▶ _PROBLEM DETAILS_: Check each line of the records below for the word "alpha" and give the number of lines that have it, with nothing added.

(Collection entries)
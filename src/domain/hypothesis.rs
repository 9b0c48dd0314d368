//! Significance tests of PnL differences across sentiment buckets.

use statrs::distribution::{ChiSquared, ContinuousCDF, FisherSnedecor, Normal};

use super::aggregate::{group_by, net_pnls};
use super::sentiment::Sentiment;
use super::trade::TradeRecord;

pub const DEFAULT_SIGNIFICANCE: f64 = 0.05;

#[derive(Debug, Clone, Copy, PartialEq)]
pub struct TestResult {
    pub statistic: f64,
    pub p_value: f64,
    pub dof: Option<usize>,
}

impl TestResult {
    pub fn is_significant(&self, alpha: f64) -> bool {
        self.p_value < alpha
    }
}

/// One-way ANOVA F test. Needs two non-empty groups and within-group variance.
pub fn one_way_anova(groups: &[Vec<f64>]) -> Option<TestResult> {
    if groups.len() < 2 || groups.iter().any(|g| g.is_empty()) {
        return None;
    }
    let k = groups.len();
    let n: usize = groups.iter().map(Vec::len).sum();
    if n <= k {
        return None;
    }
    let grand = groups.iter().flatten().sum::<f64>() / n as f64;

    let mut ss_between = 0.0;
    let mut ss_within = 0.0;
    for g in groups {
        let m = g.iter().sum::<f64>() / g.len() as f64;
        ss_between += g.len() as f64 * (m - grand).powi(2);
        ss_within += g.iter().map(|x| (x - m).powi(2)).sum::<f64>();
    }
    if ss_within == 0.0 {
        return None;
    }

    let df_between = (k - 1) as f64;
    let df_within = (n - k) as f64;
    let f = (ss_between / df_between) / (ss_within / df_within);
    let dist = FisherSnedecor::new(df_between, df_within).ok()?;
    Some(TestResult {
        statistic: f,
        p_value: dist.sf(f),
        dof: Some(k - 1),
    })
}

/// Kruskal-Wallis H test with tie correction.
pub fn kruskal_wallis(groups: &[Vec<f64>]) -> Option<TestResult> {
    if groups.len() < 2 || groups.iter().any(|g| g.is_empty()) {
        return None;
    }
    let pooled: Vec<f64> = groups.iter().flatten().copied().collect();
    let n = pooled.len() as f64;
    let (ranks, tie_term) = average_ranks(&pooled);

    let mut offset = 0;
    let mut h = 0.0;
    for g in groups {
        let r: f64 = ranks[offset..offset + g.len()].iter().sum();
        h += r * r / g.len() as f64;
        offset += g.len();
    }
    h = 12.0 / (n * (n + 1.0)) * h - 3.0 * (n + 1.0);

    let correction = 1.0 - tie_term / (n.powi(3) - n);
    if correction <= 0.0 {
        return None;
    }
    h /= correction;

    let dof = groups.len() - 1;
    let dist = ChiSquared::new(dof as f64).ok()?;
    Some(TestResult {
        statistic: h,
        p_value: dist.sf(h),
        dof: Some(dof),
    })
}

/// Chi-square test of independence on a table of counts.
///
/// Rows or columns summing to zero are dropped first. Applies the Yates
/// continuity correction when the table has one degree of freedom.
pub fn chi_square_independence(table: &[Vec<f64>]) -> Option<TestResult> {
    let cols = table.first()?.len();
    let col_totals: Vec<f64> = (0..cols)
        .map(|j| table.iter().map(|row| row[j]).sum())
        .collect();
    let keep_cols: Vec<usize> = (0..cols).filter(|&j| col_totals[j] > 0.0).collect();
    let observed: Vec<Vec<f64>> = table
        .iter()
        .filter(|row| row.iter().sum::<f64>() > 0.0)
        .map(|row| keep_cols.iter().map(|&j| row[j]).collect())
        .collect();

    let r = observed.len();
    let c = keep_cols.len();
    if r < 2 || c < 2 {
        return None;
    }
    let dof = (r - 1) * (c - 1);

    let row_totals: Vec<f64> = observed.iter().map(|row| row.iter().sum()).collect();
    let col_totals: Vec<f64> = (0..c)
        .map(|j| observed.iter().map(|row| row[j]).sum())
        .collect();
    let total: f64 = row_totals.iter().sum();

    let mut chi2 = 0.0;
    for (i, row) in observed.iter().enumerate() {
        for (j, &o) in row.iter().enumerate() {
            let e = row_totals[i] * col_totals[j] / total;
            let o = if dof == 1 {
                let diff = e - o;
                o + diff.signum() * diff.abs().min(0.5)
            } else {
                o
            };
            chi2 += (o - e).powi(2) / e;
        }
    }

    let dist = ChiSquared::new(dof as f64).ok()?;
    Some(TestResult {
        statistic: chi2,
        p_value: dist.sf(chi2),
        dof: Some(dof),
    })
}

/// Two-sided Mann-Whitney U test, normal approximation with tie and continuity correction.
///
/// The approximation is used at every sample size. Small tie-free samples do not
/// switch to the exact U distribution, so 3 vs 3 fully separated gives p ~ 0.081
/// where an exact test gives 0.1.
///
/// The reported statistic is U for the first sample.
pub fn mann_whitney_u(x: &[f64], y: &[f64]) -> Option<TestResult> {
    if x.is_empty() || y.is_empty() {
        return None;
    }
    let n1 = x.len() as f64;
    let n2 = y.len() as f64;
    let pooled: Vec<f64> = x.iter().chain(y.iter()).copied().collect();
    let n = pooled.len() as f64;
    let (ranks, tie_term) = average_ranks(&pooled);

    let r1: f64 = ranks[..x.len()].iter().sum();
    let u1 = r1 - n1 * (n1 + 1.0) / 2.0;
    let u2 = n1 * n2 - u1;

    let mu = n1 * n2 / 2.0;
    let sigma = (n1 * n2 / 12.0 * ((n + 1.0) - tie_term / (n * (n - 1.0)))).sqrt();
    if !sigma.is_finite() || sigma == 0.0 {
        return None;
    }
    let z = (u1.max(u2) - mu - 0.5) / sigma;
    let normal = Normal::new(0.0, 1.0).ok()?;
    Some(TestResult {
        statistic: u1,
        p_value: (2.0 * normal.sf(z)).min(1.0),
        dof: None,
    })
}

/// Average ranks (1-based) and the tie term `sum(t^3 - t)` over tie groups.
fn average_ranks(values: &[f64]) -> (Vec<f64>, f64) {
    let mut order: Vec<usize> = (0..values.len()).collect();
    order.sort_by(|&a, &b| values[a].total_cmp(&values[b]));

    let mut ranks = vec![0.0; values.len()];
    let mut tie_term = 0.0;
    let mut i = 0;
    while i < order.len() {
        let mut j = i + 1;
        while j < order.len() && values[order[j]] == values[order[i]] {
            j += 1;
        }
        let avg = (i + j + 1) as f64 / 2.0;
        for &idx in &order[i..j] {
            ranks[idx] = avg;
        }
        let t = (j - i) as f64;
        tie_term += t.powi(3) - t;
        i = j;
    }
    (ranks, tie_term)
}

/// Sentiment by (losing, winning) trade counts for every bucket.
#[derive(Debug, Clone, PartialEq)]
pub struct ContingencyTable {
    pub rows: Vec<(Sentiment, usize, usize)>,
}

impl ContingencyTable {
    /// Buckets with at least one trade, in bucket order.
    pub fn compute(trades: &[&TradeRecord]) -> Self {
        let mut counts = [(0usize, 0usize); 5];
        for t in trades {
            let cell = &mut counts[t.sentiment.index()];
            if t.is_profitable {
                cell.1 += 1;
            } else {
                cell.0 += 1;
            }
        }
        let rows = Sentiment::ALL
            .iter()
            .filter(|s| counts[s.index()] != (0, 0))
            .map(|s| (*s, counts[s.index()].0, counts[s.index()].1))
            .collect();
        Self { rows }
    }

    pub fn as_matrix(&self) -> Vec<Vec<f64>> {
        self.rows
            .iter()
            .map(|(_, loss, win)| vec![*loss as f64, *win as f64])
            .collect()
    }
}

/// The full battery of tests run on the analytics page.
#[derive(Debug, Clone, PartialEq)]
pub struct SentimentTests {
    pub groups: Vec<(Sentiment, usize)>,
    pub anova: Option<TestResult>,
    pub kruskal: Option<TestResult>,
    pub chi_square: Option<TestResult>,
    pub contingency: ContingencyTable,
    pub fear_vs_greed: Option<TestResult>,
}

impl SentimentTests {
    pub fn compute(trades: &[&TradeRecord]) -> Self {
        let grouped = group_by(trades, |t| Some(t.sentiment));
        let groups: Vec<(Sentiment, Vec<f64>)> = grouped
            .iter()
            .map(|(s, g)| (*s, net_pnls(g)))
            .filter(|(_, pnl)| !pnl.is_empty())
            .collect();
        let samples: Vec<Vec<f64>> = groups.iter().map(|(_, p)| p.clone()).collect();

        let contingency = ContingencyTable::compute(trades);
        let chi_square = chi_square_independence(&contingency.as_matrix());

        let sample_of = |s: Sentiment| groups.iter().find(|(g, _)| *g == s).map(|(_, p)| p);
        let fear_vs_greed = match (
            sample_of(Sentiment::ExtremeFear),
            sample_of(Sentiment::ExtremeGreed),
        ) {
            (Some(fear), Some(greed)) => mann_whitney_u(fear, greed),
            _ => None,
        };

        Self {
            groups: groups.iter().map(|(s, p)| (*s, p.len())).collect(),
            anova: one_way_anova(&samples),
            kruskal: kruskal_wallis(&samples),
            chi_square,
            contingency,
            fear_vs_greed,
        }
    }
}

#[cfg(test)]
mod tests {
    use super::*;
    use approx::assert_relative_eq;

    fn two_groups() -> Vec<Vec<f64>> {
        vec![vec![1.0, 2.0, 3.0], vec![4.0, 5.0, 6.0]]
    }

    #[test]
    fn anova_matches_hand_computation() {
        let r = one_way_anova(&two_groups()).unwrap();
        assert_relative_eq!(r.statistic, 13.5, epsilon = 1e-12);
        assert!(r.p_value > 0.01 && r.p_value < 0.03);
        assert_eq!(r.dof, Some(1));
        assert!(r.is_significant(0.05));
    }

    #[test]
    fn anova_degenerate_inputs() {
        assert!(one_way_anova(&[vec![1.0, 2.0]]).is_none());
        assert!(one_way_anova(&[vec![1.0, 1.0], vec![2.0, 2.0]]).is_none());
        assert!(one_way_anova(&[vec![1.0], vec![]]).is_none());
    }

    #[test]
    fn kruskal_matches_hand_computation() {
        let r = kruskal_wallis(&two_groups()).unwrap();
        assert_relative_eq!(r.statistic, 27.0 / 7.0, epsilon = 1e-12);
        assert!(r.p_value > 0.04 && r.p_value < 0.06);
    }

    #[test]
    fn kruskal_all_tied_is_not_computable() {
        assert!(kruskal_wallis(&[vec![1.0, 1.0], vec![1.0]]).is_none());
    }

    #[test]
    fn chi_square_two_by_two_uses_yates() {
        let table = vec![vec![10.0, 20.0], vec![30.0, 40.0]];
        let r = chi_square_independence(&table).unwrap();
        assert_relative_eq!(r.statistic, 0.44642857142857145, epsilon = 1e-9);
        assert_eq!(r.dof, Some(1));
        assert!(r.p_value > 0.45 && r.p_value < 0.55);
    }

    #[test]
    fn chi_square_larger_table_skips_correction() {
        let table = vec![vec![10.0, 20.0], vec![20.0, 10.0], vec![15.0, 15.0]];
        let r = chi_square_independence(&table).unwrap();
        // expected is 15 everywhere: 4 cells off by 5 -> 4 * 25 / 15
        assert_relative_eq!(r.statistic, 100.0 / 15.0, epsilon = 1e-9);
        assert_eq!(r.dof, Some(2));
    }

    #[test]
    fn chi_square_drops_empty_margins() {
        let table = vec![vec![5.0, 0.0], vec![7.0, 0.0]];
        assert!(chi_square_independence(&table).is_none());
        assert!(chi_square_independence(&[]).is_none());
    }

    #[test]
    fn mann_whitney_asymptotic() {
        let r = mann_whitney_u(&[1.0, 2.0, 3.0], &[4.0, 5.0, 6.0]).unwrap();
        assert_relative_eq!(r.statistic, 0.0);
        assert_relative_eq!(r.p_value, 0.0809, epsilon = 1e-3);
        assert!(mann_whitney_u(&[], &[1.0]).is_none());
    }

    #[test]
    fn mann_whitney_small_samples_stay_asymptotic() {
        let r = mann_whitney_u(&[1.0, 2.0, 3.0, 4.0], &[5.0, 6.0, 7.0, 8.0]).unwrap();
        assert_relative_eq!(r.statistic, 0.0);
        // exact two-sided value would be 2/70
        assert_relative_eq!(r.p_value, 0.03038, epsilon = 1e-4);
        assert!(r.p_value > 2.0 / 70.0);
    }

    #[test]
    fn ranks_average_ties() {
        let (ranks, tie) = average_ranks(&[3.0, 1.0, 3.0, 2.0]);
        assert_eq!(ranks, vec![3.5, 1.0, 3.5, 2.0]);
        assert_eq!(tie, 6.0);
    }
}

▶ _EXERCISE RESPONSE_: 2